Akumulasi kekecewaan terhadap kolonialis ini menyebabkan rakyat digerakkan oleh para pemimpin mereka bangkit melakukan perlawanan hampir di seluruh wilayah Nusantara. Tidak jarang mereka harus berhadapan dengan teman atau saudaranya sendiri yang sengaja diperalat untuk kepentingan kolonial.

Salah satu yang menarik dan harus sangat diperhatikan adalah karakter perlawanan yang terjadi terhadap kolonialisme. Karakter perlawanan itu antara lain, pertama, Perlawanan pada umumnya digerakkan oleh para ulama atau melibatkan ulama. Kedua, perlawanan terhadap kolonialisme digelorakan sebagai “perang sabil” atau “perang di jalan Allah” melawan kaum kafir portugis maupun belanda.

Pelibatan ulama dalam banyak perang melawan kolonial menandakan bahwa di dalam perang itu ada dukungan rakyat. Ulama adalah pemimpin riil masyarakat. Masyarakat hanya bisa digerakkan kalau pemimpinnya, dalam hal ini ulama menginstruksikannya.

Tanpa melibatkan ulama, perlawanan tidak bisa melibatkan masyarakat secara langsung. Tanpa ulama, para penguasa hanya bisa menggerakkan tentara resminya. Kekuatan rakyat tidak bisa digerakkan.

Penyebutan perang sebagai “jihad” menandakan bahwa perang ini didorong oleh motivasi keislaman yang tinggi. Tindakan yang mereka lakukan atas dasar kesadaran keharusan berjuang di jalan Allah ﷻ. Mati di tempat jihad adalah kematian suci yang akan mengantarkan ke surga tanpa hisab. Tujuannya bukan sekadar membela kepentingan diri, melainkan kepentingan yang lebih besar dan suci, yaitu terpeliharanya agama Allah ﷻ dan kemaslahatan ummat.

Pengaruh Khilafah Turki

Salah satu perlawanan terbesar yang sangat merepotkan Belanda adalah perang Jawa (Java Oorlog) yang berlangsung dalam kurun 1825 – 1830. Perlawanan yang dipimpin oleh pangeran diponegoro ini berlangsung disebagian pulau jawa.
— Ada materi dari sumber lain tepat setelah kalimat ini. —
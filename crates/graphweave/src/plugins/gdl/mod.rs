//! GDL/VCG plugin
//!
//! The brace-block language used by aiSee and VCG tools.

mod detector;
mod grammar;
mod parser;
mod remap;

pub use detector::*;
pub use parser::*;
pub use remap::VENDOR_PREFIX;

#[cfg(test)]
mod integration_tests {
    use super::*;
    use crate::core::{Detector, Format, Graph, Parser};

    #[test]
    fn test_detect_then_parse() {
        let input = "graph: {\n  title: \"build\"\n  orientation: left_to_right\n  node: { title: \"lib\" vertical_order: 0 }\n  node: { title: \"app\" vertical_order: maxdepth }\n  edge: { sourcename: \"app\" targetname: \"lib\" }\n}\n";

        let detector = GdlDetector::new();
        assert!(detector.detect(input));
        assert_eq!(detector.format(), Format::Gdl);

        let parser = GdlParser::new();
        assert!(parser.can_parse(input));
        let mut graph = Graph::new();
        parser.parse(input, &mut graph).unwrap();

        assert_eq!(graph.attribute("label"), Some("build"));
        assert_eq!(graph.attribute("flow"), Some("east"));
        assert_eq!(graph.node("app").unwrap().attribute("rank"), Some("1000000"));
        assert!(graph.has_edge("app", "lib"));
    }
}
//! End-to-end tests for the bracket/arrow diagram language

use graphweave::prelude::*;
use graphweave::{parse, parse_as};

const RAILWAY: &str = "# railway sketch
graph { flow: east; label: Rail }
node { color: gray }
.hub { fill: red }

[ Bonn ] -> [ Koblenz ] { class: hub }
  -> [ Mainz ]

( Ruhr:
[ Essen ] == fast ==> [ Dortmund ]
) { color: blue }

[ Bonn ] ->
[ Essen ]
";

#[test]
fn test_railway_graph_attributes() {
    let graph = parse_as(RAILWAY, Format::Txt).unwrap();
    assert_eq!(graph.flow(), Some(Flow::East));
    assert_eq!(graph.attribute("label"), Some("Rail"));
}

#[test]
fn test_railway_nodes() {
    let graph = parse_as(RAILWAY, Format::Txt).unwrap();
    let ids: Vec<_> = graph.node_ids().collect();
    assert_eq!(ids, vec!["Bonn", "Koblenz", "Mainz", "Essen", "Dortmund"]);
    assert_eq!(graph.node("Bonn").unwrap().attribute("color"), Some("gray"));
    let koblenz = graph.node("Koblenz").unwrap();
    assert_eq!(koblenz.attribute("fill"), Some("red"));
    assert_eq!(koblenz.attribute("color"), Some("gray"));
}

#[test]
fn test_railway_edges() {
    let graph = parse_as(RAILWAY, Format::Txt).unwrap();
    assert_eq!(graph.edge_count(), 4);
    assert!(graph.has_edge("Bonn", "Koblenz"));
    assert!(graph.has_edge("Koblenz", "Mainz"));
    assert!(graph.has_edge("Bonn", "Essen"));
    let fast = graph.edges().find(|e| e.from == "Essen").unwrap();
    assert_eq!(fast.to, "Dortmund");
    assert_eq!(fast.label, "fast");
    for edge in graph.edges() {
        assert!(graph.has_node(&edge.from));
        assert!(graph.has_node(&edge.to));
    }
}

#[test]
fn test_railway_group() {
    let graph = parse_as(RAILWAY, Format::Txt).unwrap();
    assert_eq!(graph.group_count(), 1);
    let ruhr = graph.group_by_name("Ruhr").unwrap();
    assert_eq!(ruhr.attribute("color"), Some("blue"));
    assert!(ruhr.members.contains("Essen"));
    assert!(ruhr.members.contains("Dortmund"));
    assert!(!ruhr.members.contains("Bonn"));
}

#[test]
fn test_pending_edge_waits_for_next_line() {
    let graph = parse_as("[ A ] ->\n\n# comment\n[ B ]", Format::Txt).unwrap();
    assert!(graph.has_edge("A", "B"));
}

#[test]
fn test_dangling_edge_at_end() {
    let err = parse_as("[ A ] -> [ B ]\n[ B ] ->", Format::Txt).unwrap_err();
    match err {
        ParseError::DanglingEdge { from, position } => {
            assert_eq!(from, "B");
            assert_eq!(position.line, 2);
        }
        other => panic!("unexpected error: {}", other),
    }
}

#[test]
fn test_deep_group_nesting() {
    let graph = parse("( G1 [ A ] ( G2 [ B ] ( G3 [ C ] ) ) )").unwrap();
    let g1 = graph.group_by_name("G1").unwrap();
    let g2 = graph.group_by_name("G2").unwrap();
    let g3 = graph.group_by_name("G3").unwrap();
    assert_eq!(g1.parent, None);
    assert_eq!(g2.parent, Some(g1.id));
    assert_eq!(g3.parent, Some(g2.id));
    assert_eq!(graph.node("C").unwrap().group, Some(g3.id));
    assert_eq!(graph.top_level_groups().count(), 1);
}

#[test]
fn test_nesting_limit_counts_groups_below_root() {
    let mut graph = Graph::new();
    let parser = NativeParser::with_config(ParseConfig::new().with_max_nesting(2));
    assert!(parser.parse("( a ( b [ X ] ) )", &mut graph).is_ok());

    let mut graph = Graph::new();
    let err = parser
        .parse("( a ( b ( c [ X ] ) ) )", &mut graph)
        .unwrap_err();
    assert!(matches!(err, ParseError::NestingTooDeep { limit: 2, .. }));
}
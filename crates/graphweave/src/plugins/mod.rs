//! Plugin implementations for the supported input languages
//!
//! Each language provides a detector and a parser implementing the core
//! traits. The orchestrator picks one for a given input.

pub mod dot;
pub mod gdl;
pub mod native;
pub mod orchestrator;

pub use dot::{DotDetector, DotParser};
pub use gdl::{GdlDetector, GdlParser};
pub use native::{NativeDetector, NativeParser};
pub use orchestrator::*;
/// One side of an edge segment
#[derive(Debug, Clone)]
enum Endpoint {
    Node { id: String, port: Option<String> },
    /// Every node declared inside a `{ }` or subgraph
    Set(Vec<String>),
}

struct Grammar<'t, 'g> {
    tokens: &'t [Token],
    pos: usize,
    end: Position,
    graph: &'g mut Graph,
    config: ParseConfig,
    scopes: Vec<Scope>,
    groups: Vec<GroupId>,
    /// Node collectors for the `{ }` blocks currently open
    sets: Vec<IndexSet<String>>,
    directed: bool,
    strict: bool,
    name: String,
    /// Field port names of every record split so far
    records: HashMap<String, Vec<String>>,
    /// `id:port` literal nodes standing in for records not split yet
    ported: HashMap<String, Vec<(String, String)>>,
}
Perlawanan ini berkobar lama dan berdarah, ratusan ribu korban jatuh, terutama dari pihak muslim. Belanda sendiri kehilangan ribuan prajurit dan kasnya hampir kosong untuk membiayai perang. Belanda menghadapi musuh berat yang menentangnya bukan semata sebagai kekuatan penjajah yang merampas hak, namun sebagai kekuatan kafir yang membahayakan akidah islam.

Perlawanan diponegoro disusun dengan struktur militer Turki. Nama berbagai kesatuannya merupakan adaptasi dari nama kesatuan militer Khilafah Utsmani. Panglima tertinggi adalah sentot Ali Basah, adaptasi dari gelar Pasha bagi militer Turki. Sementara unit-unitnya antara lain bernama Bulkiyo dan Burjomuah menunjukkan pengaruh Turki.

Belanda bahkan mencurigai bahwa ada kiriman senjata dari turki melalui pantai selatan jawa. Karenanya pantai yang menghadap samudera hindia ini dijaga ketat, termasuk dengan menanamkan mitos tentang keramatnya pantai selatan.

Perlawanan diponegoro ini kemudian berakhir dengan ditangkapnya sang pemimpin. Dengan tipu daya, diponegoro diundang berunding di Magelang tetapi kemudian ditawan dan dibuang ke Sulawesi. Sebelumnya beberapa bawahan diponegoro telah menyerah dan dimanfaatkan untuk menumpas perlawanan besar lainnya di Pulau Sumatra, perang padri.

Perlawanan kaum padri, sebutan belanda bagi para ulama yang membawa ajaran pemurnian islam di Sumatra, berlangsung dalam kurun 1821 – 1837. Para ulama yang memimpinnya antara lain Tuanku Imam Bonjol, Tuanku Rao, Tuanku Nan Renceh, Haji Miskin, Haji Sumanang.

Mereka adalah tokoh-tokoh yang berhaji ke Makkah dan kemudian pulang membawa dakwah syaikh muhammad bin Abdul wahhab. Sebagian di antara mereka, tuanku rao dan haji miskin adalah alumni akademi militer janissari di Turki. Karenanya taktik kavaleri (pasukan berkuda) sangat dikuasai oleh pasukan padri.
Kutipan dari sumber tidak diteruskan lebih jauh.